Former British prime minister Theresa May famously said: “If you believe you are a citizen of the world, you are a citizen of nowhere.” While it was largely a Brexit-themed swipe at the “international elites”, May’s argument drew on core communitarian principles, namely, that the state should put its own citizens first and that guests in the state, be they individuals or organisations, must play by its rules.

“Conservatives have traditionally stressed that human beings have bad tendencies that need to be kept in line – there must be law and order – and that is a real issue. But they also are quite confident in the inherited institutions which have come down to us, or have accrued over time,” says Finlay.

“That can become very problematic when it becomes aligned to nationalism or ethno-nationalism – when you have the full power of the state applied on behalf of one particular group of people.”

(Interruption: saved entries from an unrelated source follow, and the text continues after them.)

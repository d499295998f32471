//! Applying one operation to a document.
//!
//! The document is parsed into a [`Value`], the path is matched, and the
//! operation mutates the tree in place. Callers get back the serialized new
//! document for mutations and the matched value for operations that return
//! one.

use serde_json::{Map, Value};

use super::matcher::{resolve, resolve_mut, Match, Step};
use super::operation::Operation;
use super::path::{Component, Path};
use super::SubdocError;

/// Outcome of a successful operation.
#[derive(Debug, Clone, Default, PartialEq)]
pub struct SubdocResult {
    pub matched: Option<Value>,
    /// Whole document after a mutation.
    pub document: Option<Value>,
}

impl SubdocResult {
    pub fn match_bytes(&self) -> Vec<u8> {
        self.matched.as_ref().map(to_bytes).unwrap_or_default()
    }

    pub fn document_bytes(&self) -> Vec<u8> {
        self.document.as_ref().map(to_bytes).unwrap_or_default()
    }
}

fn to_bytes(value: &Value) -> Vec<u8> {
    serde_json::to_vec(value).unwrap_or_default()
}

/// Parsed operand.
#[derive(Debug, Clone)]
enum Operand {
    None,
    Single(Value),
    Multi(Vec<Value>),
}

impl Operand {
    fn parse(op: Operation, fragment: Option<&[u8]>) -> Result<Self, SubdocError> {
        if !op.requires_value() {
            return Ok(Self::None);
        }
        let fragment = match fragment {
            Some(f) if !f.is_empty() => f,
            _ => return Err(SubdocError::CannotInsert),
        };
        let bad_value = || {
            if op == Operation::Counter {
                SubdocError::DeltaRange
            } else {
                SubdocError::CannotInsert
            }
        };

        let operand = if op.is_array_parent() {
            let mut wrapped = Vec::with_capacity(fragment.len() + 2);
            wrapped.push(b'[');
            wrapped.extend_from_slice(fragment);
            wrapped.push(b']');
            let mut values: Vec<Value> =
                serde_json::from_slice(&wrapped).map_err(|_| bad_value())?;
            match values.len() {
                0 => return Err(SubdocError::CannotInsert),
                1 => Self::Single(values.remove(0)),
                _ => Self::Multi(values),
            }
        } else {
            Self::Single(serde_json::from_slice(fragment).map_err(|_| bad_value())?)
        };

        if matches!(operand, Self::Multi(_)) && !op.allows_multi_value() {
            return Err(SubdocError::CannotInsert);
        }
        Ok(operand)
    }

    fn single(&self) -> Result<&Value, SubdocError> {
        match self {
            Self::Single(v) => Ok(v),
            _ => Err(SubdocError::CannotInsert),
        }
    }

    /// Elements to splice into an array.
    fn elements(&self) -> Vec<Value> {
        match self {
            Self::None => Vec::new(),
            Self::Single(v) => vec![v.clone()],
            Self::Multi(vs) => vs.clone(),
        }
    }
}

/// Execute `op` at `path` against the JSON text `doc`.
///
/// `value` is the raw operand fragment; `mkdir_p` allows creating missing
/// intermediate dictionaries.
pub fn execute(
    doc: &[u8],
    path: &str,
    op: Operation,
    value: Option<&[u8]>,
    mkdir_p: bool,
) -> Result<SubdocResult, SubdocError> {
    let path = Path::parse(path)?;
    let operand = Operand::parse(op, value)?;
    let root: Value = serde_json::from_slice(doc).map_err(|_| SubdocError::DocNotJson)?;
    let matched = Match::execute(&root, &path)?;

    let mut executor = Executor {
        root,
        path,
        matched,
        operand,
        op,
        mkdir_p,
    };
    executor.operate()
}

struct Executor {
    root: Value,
    path: Path,
    matched: Match,
    operand: Operand,
    op: Operation,
    mkdir_p: bool,
}

enum Container {
    Object,
    Array,
}

impl Executor {
    fn operate(&mut self) -> Result<SubdocResult, SubdocError> {
        match self.op {
            Operation::Get | Operation::Exists | Operation::GetCount => {
                if !self.matched.is_found() {
                    return Err(SubdocError::PathNotFound);
                }
                let found = self.current_match()?;
                let matched = if self.op == Operation::GetCount {
                    Some(count(found)?)
                } else {
                    Some(found.clone())
                };
                Ok(SubdocResult {
                    matched,
                    document: None,
                })
            }
            Operation::Replace => {
                let value = self.operand.single()?.clone();
                self.replace(value)?;
                Ok(self.mutated(None))
            }
            Operation::DictUpsert => {
                if matches!(self.path.last(), Some(Component::Index(_))) {
                    return Err(SubdocError::PathInvalid);
                }
                let value = self.operand.single()?.clone();
                if self.matched.is_found() {
                    self.replace(value)?;
                } else {
                    self.dict_add(value)?;
                }
                Ok(self.mutated(None))
            }
            Operation::DictAdd => {
                let value = self.operand.single()?.clone();
                self.dict_add(value)?;
                Ok(self.mutated(None))
            }
            Operation::ArrayAppend | Operation::ArrayPrepend | Operation::AddUnique => {
                self.array_add()?;
                Ok(self.mutated(None))
            }
            Operation::ArrayInsert => {
                self.array_insert()?;
                Ok(self.mutated(None))
            }
            Operation::Remove => {
                let removed = self.remove()?;
                Ok(self.mutated(Some(removed)))
            }
            Operation::Counter => {
                let result = self.counter()?;
                Ok(self.mutated(Some(result)))
            }
        }
    }

    fn mutated(&self, matched: Option<Value>) -> SubdocResult {
        SubdocResult {
            matched,
            document: Some(self.root.clone()),
        }
    }

    fn current_match(&self) -> Result<&Value, SubdocError> {
        resolve(&self.root, self.matched.steps()).ok_or(SubdocError::PathNotFound)
    }

    fn deepest(&self) -> Result<&Value, SubdocError> {
        self.matched
            .deepest(&self.root)
            .ok_or(SubdocError::PathNotFound)
    }

    fn deepest_mut(&mut self) -> Result<&mut Value, SubdocError> {
        resolve_mut(&mut self.root, self.matched.steps()).ok_or(SubdocError::PathNotFound)
    }

    fn last_key(&self) -> Result<String, SubdocError> {
        match self.path.last() {
            Some(Component::Key(key)) => Ok(key.clone()),
            _ => Err(SubdocError::PathNotFound),
        }
    }

    fn replace(&mut self, value: Value) -> Result<(), SubdocError> {
        if !self.matched.is_found() {
            return Err(SubdocError::PathNotFound);
        }
        if self.path.is_empty() {
            return Err(SubdocError::CannotInsert);
        }
        *self.deepest_mut()? = value;
        Ok(())
    }

    fn dict_add(&mut self, value: Value) -> Result<(), SubdocError> {
        if self.matched.is_found() {
            return Err(SubdocError::PathExists);
        }
        if !self.matched.has_immediate_parent() {
            if !self.mkdir_p {
                return Err(SubdocError::PathNotFound);
            }
            return self.create_parents(Container::Object, vec![value]);
        }
        let key = match self.path.last() {
            Some(Component::Key(key)) => key.clone(),
            _ => return Err(SubdocError::PathMismatch),
        };
        match self.deepest_mut()? {
            Value::Object(object) => {
                object.insert(key, value);
                Ok(())
            }
            _ => Err(SubdocError::PathMismatch),
        }
    }

    /// Build the missing dictionaries below the deepest node reached, then
    /// store `values` under the last component.
    fn create_parents(&mut self, kind: Container, values: Vec<Value>) -> Result<(), SubdocError> {
        if self.deepest()?.is_array() {
            return Err(SubdocError::PathMismatch);
        }
        let first_missing = self.matched.steps().len();
        let mut missing = Vec::new();
        for idx in first_missing..self.path.len().saturating_sub(1) {
            match self.path.get(idx) {
                Some(Component::Key(key)) => missing.push(key.clone()),
                _ => return Err(SubdocError::PathNotFound),
            }
        }
        let last = self.last_key()?;

        let leaf = match kind {
            Container::Array => Value::Array(values),
            Container::Object => values.into_iter().next().unwrap_or(Value::Null),
        };
        let subtree = missing
            .into_iter()
            .rev()
            .fold((last, leaf), |(child_key, child), key| {
                let mut object = Map::new();
                object.insert(child_key, child);
                (key, Value::Object(object))
            });

        match self.deepest_mut()? {
            Value::Object(object) => {
                object.insert(subtree.0, subtree.1);
                Ok(())
            }
            _ => Err(SubdocError::PathMismatch),
        }
    }

    fn array_add(&mut self) -> Result<(), SubdocError> {
        if !self.matched.is_found() {
            if self.mkdir_p {
                let values = self.operand.elements();
                return self.create_parents(Container::Array, values);
            }
            return Err(SubdocError::PathNotFound);
        }

        let op = self.op;
        let values = self.operand.elements();
        let unique = match op {
            Operation::AddUnique => Some(self.operand.single()?.clone()),
            _ => None,
        };
        let array = match self.deepest_mut()? {
            Value::Array(array) => array,
            _ => return Err(SubdocError::PathMismatch),
        };
        if let Some(candidate) = unique {
            ensure_unique(array, &candidate)?;
        }
        let at = if op == Operation::ArrayPrepend { 0 } else { array.len() };
        array.splice(at..at, values);
        Ok(())
    }

    fn array_insert(&mut self) -> Result<(), SubdocError> {
        let position = match self.path.last() {
            Some(Component::Index(-1)) => return Err(SubdocError::PathInvalid),
            Some(Component::Index(n)) => *n as usize,
            _ => return Err(SubdocError::PathInvalid),
        };
        if !self.matched.has_immediate_parent() {
            return Err(SubdocError::PathNotFound);
        }
        let parent_steps: Vec<Step> = self.matched.parent_steps().to_vec();
        let values = self.operand.elements();
        let array = match resolve_mut(&mut self.root, &parent_steps) {
            Some(Value::Array(array)) => array,
            Some(_) => return Err(SubdocError::PathMismatch),
            None => return Err(SubdocError::PathNotFound),
        };
        if position > array.len() {
            return Err(SubdocError::PathNotFound);
        }
        array.splice(position..position, values);
        Ok(())
    }

    fn remove(&mut self) -> Result<Value, SubdocError> {
        if !self.matched.is_found() {
            return Err(SubdocError::PathNotFound);
        }
        if self.path.is_empty() {
            return Err(SubdocError::CannotInsert);
        }
        let parent_steps: Vec<Step> = self.matched.parent_steps().to_vec();
        let last = self
            .matched
            .steps()
            .last()
            .cloned()
            .ok_or(SubdocError::PathNotFound)?;
        let removed = match (resolve_mut(&mut self.root, &parent_steps), last) {
            (Some(Value::Object(object)), Step::Key(key)) => object.shift_remove(&key),
            (Some(Value::Array(array)), Step::Index(idx)) if idx < array.len() => {
                Some(array.remove(idx))
            }
            _ => None,
        };
        removed.ok_or(SubdocError::PathNotFound)
    }

    fn counter(&mut self) -> Result<Value, SubdocError> {
        // Fractions, strings and values beyond i64 are all bad deltas.
        let delta = match self.operand.single()? {
            Value::Number(n) => n.as_i64().ok_or(SubdocError::DeltaRange)?,
            _ => return Err(SubdocError::DeltaRange),
        };
        if delta == 0 {
            return Err(SubdocError::DeltaRange);
        }

        if self.matched.is_found() {
            let current = match self.current_match()? {
                Value::Number(n) => match n.as_i64() {
                    Some(current) => current,
                    None if n.is_u64() => return Err(SubdocError::NumberTooBig),
                    None => return Err(SubdocError::PathMismatch),
                },
                _ => return Err(SubdocError::PathMismatch),
            };
            let next = current
                .checked_add(delta)
                .ok_or(SubdocError::DeltaRange)?;
            let result = Value::from(next);
            self.replace(result.clone())?;
            return Ok(result);
        }

        let result = Value::from(delta);
        let parent_is_object = self.matched.has_immediate_parent()
            && matches!(self.deepest()?, Value::Object(_));
        if parent_is_object {
            self.dict_add(result.clone())?;
        } else if self.mkdir_p && matches!(self.deepest()?, Value::Object(_)) {
            self.create_parents(Container::Object, vec![result.clone()])?;
        } else {
            return Err(SubdocError::PathNotFound);
        }
        Ok(result)
    }
}

fn count(value: &Value) -> Result<Value, SubdocError> {
    match value {
        Value::Object(object) => Ok(Value::from(object.len())),
        Value::Array(array) => Ok(Value::from(array.len())),
        _ => Err(SubdocError::PathMismatch),
    }
}

fn ensure_unique(array: &[Value], candidate: &Value) -> Result<(), SubdocError> {
    if candidate.is_array() || candidate.is_object() {
        return Err(SubdocError::CannotInsert);
    }
    for element in array {
        if element.is_array() || element.is_object() {
            return Err(SubdocError::PathMismatch);
        }
        if element == candidate {
            return Err(SubdocError::PathExists);
        }
    }
    Ok(())
}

The European Parliament elections will be a barometer of how strong the communitarian view is across the EU. While some candidates are campaigning on a platform of “taking back control”, Finlay points out, “an international system where states had absolute sovereignty has never really existed”.

While nation states are not ideal, Francis Fukuyama says, ‘if you’re going to address planetary issues, you first need to get those units to co-operate, rather than delegate serious coercive power to some higher-level body’

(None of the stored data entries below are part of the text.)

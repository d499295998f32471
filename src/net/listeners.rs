//! Control channel listener.
//!
//! Accepts harness connections and answers one JSON line per request line.
//! A client may also be handed the channel in the other direction: when
//! started with a harness address, the mock dials out and serves the same
//! protocol over that connection.

use std::future::Future;
use std::net::SocketAddr;
use std::pin::Pin;
use std::sync::atomic::{AtomicU64, Ordering};
use std::sync::Arc;

use parking_lot::RwLock;
use tokio::io::{AsyncBufReadExt, AsyncRead, AsyncWrite, AsyncWriteExt, BufReader};
use tokio::net::TcpStream;
use tokio::sync::watch;

use super::tcp::{TcpListener, TcpListenerConfig};
use crate::adapters::{Adapter, AdapterHealth, AdapterState};
use crate::control::api::ControlHandler;
use crate::core::error::MockResult;

/// Control listener configuration.
#[derive(Debug, Clone)]
pub struct ControlListenerConfig {
    /// Bind address. Port 0 picks an ephemeral port.
    pub bind_addr: SocketAddr,

    /// Harness to dial once started, if any.
    pub harness_addr: Option<SocketAddr>,
}

#[derive(Default)]
struct Counters {
    connections: AtomicU64,
    requests: AtomicU64,
    failed: AtomicU64,
}

/// Line-delimited JSON control server.
pub struct ControlListener {
    config: ControlListenerConfig,
    handler: ControlHandler,
    counters: Arc<Counters>,
    state: RwLock<AdapterState>,
    local_addr: RwLock<Option<SocketAddr>>,
    last_error: Arc<RwLock<Option<String>>>,
    shutdown_tx: watch::Sender<bool>,
}

impl ControlListener {
    pub fn new(config: ControlListenerConfig, handler: ControlHandler) -> Self {
        let (shutdown_tx, _) = watch::channel(false);
        Self {
            config,
            handler,
            counters: Arc::new(Counters::default()),
            state: RwLock::new(AdapterState::Created),
            local_addr: RwLock::new(None),
            last_error: Arc::new(RwLock::new(None)),
            shutdown_tx,
        }
    }

    pub fn handler(&self) -> &ControlHandler {
        &self.handler
    }

    async fn bind_and_serve(&self) -> MockResult<()> {
        let listener = Arc::new(TcpListener::new(
            TcpListenerConfig {
                bind_addr: self.config.bind_addr,
                max_connections: 64,
                nodelay: true,
            },
            self.shutdown_tx.subscribe(),
        ));
        let socket = listener.bind().await?;
        let local = socket.local_addr()?;
        *self.local_addr.write() = Some(local);
        tracing::info!(addr = %local, "control channel listening");

        let handler = self.handler.clone();
        let counters = self.counters.clone();
        let last_error = self.last_error.clone();
        let shutdown_rx = self.shutdown_tx.subscribe();
        tokio::spawn(async move {
            loop {
                match listener.accept(&socket).await {
                    Ok(Some(conn)) => {
                        let (handler, counters) = (handler.clone(), counters.clone());
                        let listener = listener.clone();
                        let shutdown_rx = shutdown_rx.clone();
                        tracing::debug!(conn = %conn.id, remote = %conn.remote_addr, "control client connected");
                        tokio::spawn(async move {
                            if let Err(e) = serve_lines(&handler, &counters, conn.into_stream(), shutdown_rx).await {
                                tracing::debug!(error = %e, "control connection ended");
                            }
                            listener.connection_closed();
                        });
                    }
                    Ok(None) => break,
                    Err(e) => {
                        tracing::warn!(error = %e, "control accept failed");
                        *last_error.write() = Some(e.to_string());
                    }
                }
            }
            listener.stopped();
        });

        if let Some(harness) = self.config.harness_addr {
            let stream = TcpStream::connect(harness).await?;
            tracing::info!(harness = %harness, "connected to harness");
            let (handler, counters) = (self.handler.clone(), self.counters.clone());
            let shutdown_rx = self.shutdown_tx.subscribe();
            tokio::spawn(async move {
                if let Err(e) = serve_lines(&handler, &counters, stream, shutdown_rx).await {
                    tracing::warn!(error = %e, "harness connection ended");
                }
            });
        }
        Ok(())
    }
}

/// Answer request lines until EOF or shutdown.
async fn serve_lines<S>(
    handler: &ControlHandler,
    counters: &Counters,
    stream: S,
    shutdown_rx: watch::Receiver<bool>,
) -> MockResult<()>
where
    S: AsyncRead + AsyncWrite + Unpin,
{
    counters.connections.fetch_add(1, Ordering::Relaxed);
    let result = answer_lines(handler, counters, stream, shutdown_rx).await;
    counters.connections.fetch_sub(1, Ordering::Relaxed);
    result
}

async fn answer_lines<S>(
    handler: &ControlHandler,
    counters: &Counters,
    stream: S,
    mut shutdown_rx: watch::Receiver<bool>,
) -> MockResult<()>
where
    S: AsyncRead + AsyncWrite + Unpin,
{
    let (reader, mut writer) = tokio::io::split(stream);
    let mut lines = BufReader::new(reader).lines();

    loop {
        let line = tokio::select! {
            line = lines.next_line() => line?,
            _ = shutdown_rx.changed() => return Ok(()),
        };
        let Some(line) = line else {
            return Ok(());
        };
        if line.trim().is_empty() {
            continue;
        }

        counters.requests.fetch_add(1, Ordering::Relaxed);
        let mut reply = handler.handle_line(&line);
        if reply.starts_with(r#"{"status":"fail""#) {
            counters.failed.fetch_add(1, Ordering::Relaxed);
        }
        reply.push('\n');
        writer.write_all(reply.as_bytes()).await?;
        writer.flush().await?;
    }
}

impl Adapter for ControlListener {
    fn name(&self) -> &'static str {
        "control"
    }

    fn state(&self) -> AdapterState {
        *self.state.read()
    }

    fn health(&self) -> AdapterHealth {
        AdapterHealth {
            state: self.state(),
            active_connections: self.counters.connections.load(Ordering::Relaxed) as usize,
            total_requests: self.counters.requests.load(Ordering::Relaxed),
            failed_requests: self.counters.failed.load(Ordering::Relaxed),
            last_error: self.last_error.read().clone(),
        }
    }

    fn start(&self) -> Pin<Box<dyn Future<Output = MockResult<()>> + Send + '_>> {
        Box::pin(async move {
            *self.state.write() = AdapterState::Starting;
            match self.bind_and_serve().await {
                Ok(()) => {
                    *self.state.write() = AdapterState::Running;
                    Ok(())
                }
                Err(e) => {
                    *self.state.write() = AdapterState::Failed;
                    *self.last_error.write() = Some(e.to_string());
                    Err(e)
                }
            }
        })
    }

    fn stop(&self) -> Pin<Box<dyn Future<Output = MockResult<()>> + Send + '_>> {
        Box::pin(async move {
            *self.state.write() = AdapterState::ShuttingDown;
            let _ = self.shutdown_tx.send(true);
            *self.state.write() = AdapterState::Stopped;
            Ok(())
        })
    }

    fn local_addr(&self) -> Option<SocketAddr> {
        *self.local_addr.read()
    }
}

#[cfg(test)]
mod tests {
    use super::*;
    use crate::control::cluster::Cluster;
    use crate::core::config::Config;
    use serde_json::Value;

    fn listener(harness_addr: Option<SocketAddr>) -> ControlListener {
        let cluster = Arc::new(Cluster::new(Arc::new(Config::default())));
        ControlListener::new(
            ControlListenerConfig {
                bind_addr: SocketAddr::from(([127, 0, 0, 1], 0)),
                harness_addr,
            },
            ControlHandler::new(cluster),
        )
    }

    async fn roundtrip<S: AsyncRead + AsyncWrite + Unpin>(stream: &mut BufReader<S>, line: &str) -> Value {
        stream.get_mut().write_all(format!("{}\n", line).as_bytes()).await.unwrap();
        let mut reply = String::new();
        stream.read_line(&mut reply).await.unwrap();
        serde_json::from_str(&reply).unwrap()
    }

    #[tokio::test]
    async fn test_accepts_commands() {
        let listener = listener(None);
        listener.start().await.unwrap();
        let stream = TcpStream::connect(listener.local_addr().unwrap()).await.unwrap();
        let mut stream = BufReader::new(stream);

        let reply = roundtrip(&mut stream, r#"{"command":"HELP"}"#).await;
        assert_eq!(reply["status"], "ok");
        let reply = roundtrip(&mut stream, r#"{"command":"FAILOVER","payload":{"idx":1}}"#).await;
        assert_eq!(reply["status"], "ok");
        let reply = roundtrip(&mut stream, "garbage").await;
        assert_eq!(reply["status"], "fail");

        let bucket = listener.handler().cluster().bucket(None).unwrap();
        assert!(!bucket.nodes()[1].is_active());
        let health = listener.health();
        assert_eq!(health.total_requests, 3);
        assert_eq!(health.failed_requests, 1);
        assert_eq!(health.active_connections, 1);
        listener.stop().await.unwrap();
    }

    #[tokio::test]
    async fn test_dials_harness() {
        let harness = tokio::net::TcpListener::bind("127.0.0.1:0").await.unwrap();
        let listener = listener(Some(harness.local_addr().unwrap()));
        listener.start().await.unwrap();

        let (stream, _) = harness.accept().await.unwrap();
        let mut stream = BufReader::new(stream);
        let reply = roundtrip(&mut stream, r#"{"command":"GET_MCPORTS"}"#).await;
        assert_eq!(reply["status"], "ok");
        listener.stop().await.unwrap();
    }
}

You don’t have to be on the right, however, to defend the notion of state autonomy.

US political scientist Francis Fukuyama, who was once allied to neoliberalism, believing naively it would lead to the “end of history”, is now sceptical of simple fixes for the world’s woes. While nation states are not ideal, he says, “if you’re going to address planetary issues, you first need to get those units to co-operate, rather than delegate serious coercive power to some higher-level body”.

With similar pragmatism, Finlay invokes a distinction made by US political philosopher Michael Blake between institutional and non-institutional forms of justification.

“In a non-institutional view, you try to justify whatever can be justified from abstract principles: ‘What would an ideal world look like? Let’s do that.’ Whereas, in an institutional view, you look at the institutions we have and say: ‘What would justify them? What would a just form of those institutions look like?’ So he has both an argument for why the states system works and why it might have extra obligations; why, despite our cosmopolitan moral principles, we would have different moral obligations to our fellow citizens than to people in their own state or coming to our state and trying to enter.”

In short, if and when Palestine becomes a state, it will have to grapple with the same dilemmas surrounding the limits of sovereignty that other nation states face. While it will be joining a rather dysfunctional club, Finlay adds, “the system of states that we’ve come up with, people could reasonably say, is better than the chaos which often preceded the sorting of all these things out”.